== Entries provided ==

//! Samples the memory and CPU usage of the system under test while the engine is running.
//!
//! The samples go to `<output_directory>/<run_label>_resources.csv`, one row per
//! [`SAMPLE_INTERVAL`]. Nothing in here can fail a run, problems are logged as warnings.

use std::ffi::OsString;
use std::path::{Path, PathBuf};
use std::thread::JoinHandle;
use std::time::{Duration, Instant};

use sysinfo::{Pid, ProcessRefreshKind, ProcessesToUpdate, System, UpdateKind};

use crate::stop::StopListener;

pub const RESOURCES_SUFFIX: &str = "_resources.csv";

const SAMPLE_INTERVAL: Duration = Duration::from_secs(1);
const BYTES_PER_MB: f64 = 1024.0 * 1024.0;
const HEADER: [&str; 5] = [
    "Timestamp",
    "Elapsed_Time_Seconds",
    "Memory_Usage_MB",
    "Memory_Percent",
    "CPU_Percent",
];

/// Identifies the process serving the target host.
#[derive(Debug, Clone, PartialEq, Eq)]
pub enum MonitorTarget {
    /// A known process id.
    Pid(u32),
    /// The first process whose command line contains every one of these fragments, for example
    /// `["manage.py", "runserver"]`.
    CommandLine(Vec<String>),
}

impl MonitorTarget {
    /// Find the process id for this target, if the process is running.
    pub fn resolve(&self) -> Option<u32> {
        let mut sys = System::new();
        match self {
            MonitorTarget::Pid(pid) => {
                let pid = Pid::from_u32(*pid);
                sys.refresh_processes_specifics(
                    ProcessesToUpdate::Some(&[pid]),
                    true,
                    ProcessRefreshKind::nothing(),
                );
                sys.process(pid).map(|_| pid.as_u32())
            }
            MonitorTarget::CommandLine(fragments) => {
                sys.refresh_processes_specifics(
                    ProcessesToUpdate::All,
                    true,
                    ProcessRefreshKind::nothing().with_cmd(UpdateKind::Always),
                );
                let this_process = std::process::id();
                sys.processes()
                    .iter()
                    .filter(|(pid, _)| pid.as_u32() != this_process)
                    .filter(|(_, process)| command_line_matches(process.cmd(), fragments))
                    .map(|(pid, _)| pid.as_u32())
                    .min()
            }
        }
    }
}

fn command_line_matches(cmd: &[OsString], fragments: &[String]) -> bool {
    if fragments.is_empty() || cmd.is_empty() {
        return false;
    }
    let joined = cmd
        .iter()
        .map(|part| part.to_string_lossy())
        .collect::<Vec<_>>()
        .join(" ");
    fragments.iter().all(|fragment| joined.contains(fragment.as_str()))
}

/// Path of the resource samples for a run with the given artifact prefix.
pub fn resources_path(prefix: &Path) -> PathBuf {
    let mut path = prefix.as_os_str().to_os_string();
    path.push(RESOURCES_SUFFIX);
    PathBuf::from(path)
}

/// Start sampling `pid` into `out_path` until the stop signal is received.
pub(crate) fn start_monitor(
    pid: u32,
    out_path: PathBuf,
    stop_listener: StopListener,
) -> Option<JoinHandle<()>> {
    let mut writer = match csv::Writer::from_path(&out_path) {
        Ok(writer) => writer,
        Err(e) => {
            log::warn!(
                "Failed to create resource samples file '{}': {e}",
                out_path.display()
            );
            return None;
        }
    };

    let spawned = std::thread::Builder::new()
        .name("monitor".to_string())
        .spawn(move || {
            if let Err(e) = writer.write_record(HEADER) {
                log::warn!("Failed to write resource samples header: {e}");
                return;
            }

            let pid = Pid::from_u32(pid);
            let mut sys = System::new();
            sys.refresh_memory();
            let total_memory = sys.total_memory();
            let start_time = Instant::now();

            // CPU usage is measured between two refreshes, so take a baseline first
            refresh(&mut sys, pid);

            loop {
                if stop_listener.wait_for_stop(SAMPLE_INTERVAL) {
                    break;
                }

                refresh(&mut sys, pid);
                let Some(process) = sys.process(pid) else {
                    log::warn!("Monitored process {pid} is no longer running");
                    break;
                };

                let memory = process.memory();
                let memory_percent = if total_memory == 0 {
                    0.0
                } else {
                    memory as f64 / total_memory as f64 * 100.0
                };
                let record = [
                    chrono::Local::now().format("%Y-%m-%d %H:%M:%S").to_string(),
                    format!("{:.2}", start_time.elapsed().as_secs_f64()),
                    format!("{:.2}", memory as f64 / BYTES_PER_MB),
                    format!("{memory_percent:.2}"),
                    format!("{:.2}", process.cpu_usage()),
                ];
                if let Err(e) = writer.write_record(&record) {
                    log::warn!("Failed to write resource sample: {e}");
                    break;
                }
                // Keep the file usable if the run is killed
                if let Err(e) = writer.flush() {
                    log::warn!("Failed to flush resource samples: {e}");
                    break;
                }
            }

            log::trace!("Monitor thread shutting down");
            if let Err(e) = writer.flush() {
                log::warn!("Failed to flush resource samples: {e}");
            }
        });

    match spawned {
        Ok(handle) => Some(handle),
        Err(e) => {
            log::warn!("Failed to start monitor thread: {e}");
            None
        }
    }
}

fn refresh(sys: &mut System, pid: Pid) {
    sys.refresh_processes_specifics(
        ProcessesToUpdate::Some(&[pid]),
        true,
        ProcessRefreshKind::nothing().with_cpu().with_memory(),
    );
}

#[cfg(test)]
mod tests {
    use super::*;
    use crate::stop::StopHandle;

    #[test]
    fn match_all_fragments() {
        let cmd = vec![
            OsString::from("python"),
            OsString::from("manage.py"),
            OsString::from("runserver"),
            OsString::from("0.0.0.0:8000"),
        ];
        assert!(command_line_matches(
            &cmd,
            &["manage.py".to_string(), "runserver".to_string()]
        ));
        assert!(!command_line_matches(
            &cmd,
            &["manage.py".to_string(), "migrate".to_string()]
        ));
    }

    #[test]
    fn empty_fragments_match_nothing() {
        let cmd = vec![OsString::from("python")];
        assert!(!command_line_matches(&cmd, &[]));
    }

    #[test]
    fn resolve_own_pid() {
        let pid = std::process::id();
        assert_eq!(MonitorTarget::Pid(pid).resolve(), Some(pid));
    }

    #[test]
    fn unknown_pid_does_not_resolve() {
        assert_eq!(MonitorTarget::Pid(u32::MAX - 1).resolve(), None);
    }

    #[test]
    fn unmatched_command_line_does_not_resolve() {
        let target = MonitorTarget::CommandLine(vec![
            "no-such-process-fragment-7f3a9c".to_string(),
        ]);
        assert_eq!(target.resolve(), None);
    }

    #[test]
    fn resources_path_uses_prefix() {
        assert_eq!(
            resources_path(Path::new("results/20240101_120000")),
            PathBuf::from("results/20240101_120000_resources.csv")
        );
    }

    #[test]
    fn monitor_writes_header_and_samples() {
        let temp = tempfile::tempdir().expect("failed to create temp dir");
        let out_path = temp.path().join("run_resources.csv");
        let stop = StopHandle::default();

        let monitor = start_monitor(std::process::id(), out_path.clone(), stop.new_listener())
            .expect("failed to start monitor");
        std::thread::sleep(Duration::from_millis(2_500));
        stop.stop();
        monitor.join().expect("monitor thread panicked");

        let mut reader = csv::Reader::from_path(&out_path).expect("failed to open samples");
        let headers = reader.headers().expect("missing header").clone();
        assert_eq!(headers.iter().collect::<Vec<_>>(), HEADER.to_vec());

        let rows = reader
            .records()
            .collect::<Result<Vec<_>, _>>()
            .expect("invalid sample row");
        assert!(!rows.is_empty(), "expected at least one sample");
        let memory_mb: f64 = rows[0][2].parse().expect("memory is a number");
        assert!(memory_mb > 0.0);
    }
}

===

* [Work order]
Only the lines from the first line of the records through the one containing "use std::thread::JoinHandle;" should be reproduced, exactly, with both of them included.

* [Result below]
//! Samples the memory and CPU usage of the system under test while the engine is running.
//!
//! The samples go to `<output_directory>/<run_label>_resources.csv`, one row per
//! [`SAMPLE_INTERVAL`]. Nothing in here can fail a run, problems are logged as warnings.

use std::ffi::OsString;
use std::path::{Path, PathBuf};
use std::thread::JoinHandle;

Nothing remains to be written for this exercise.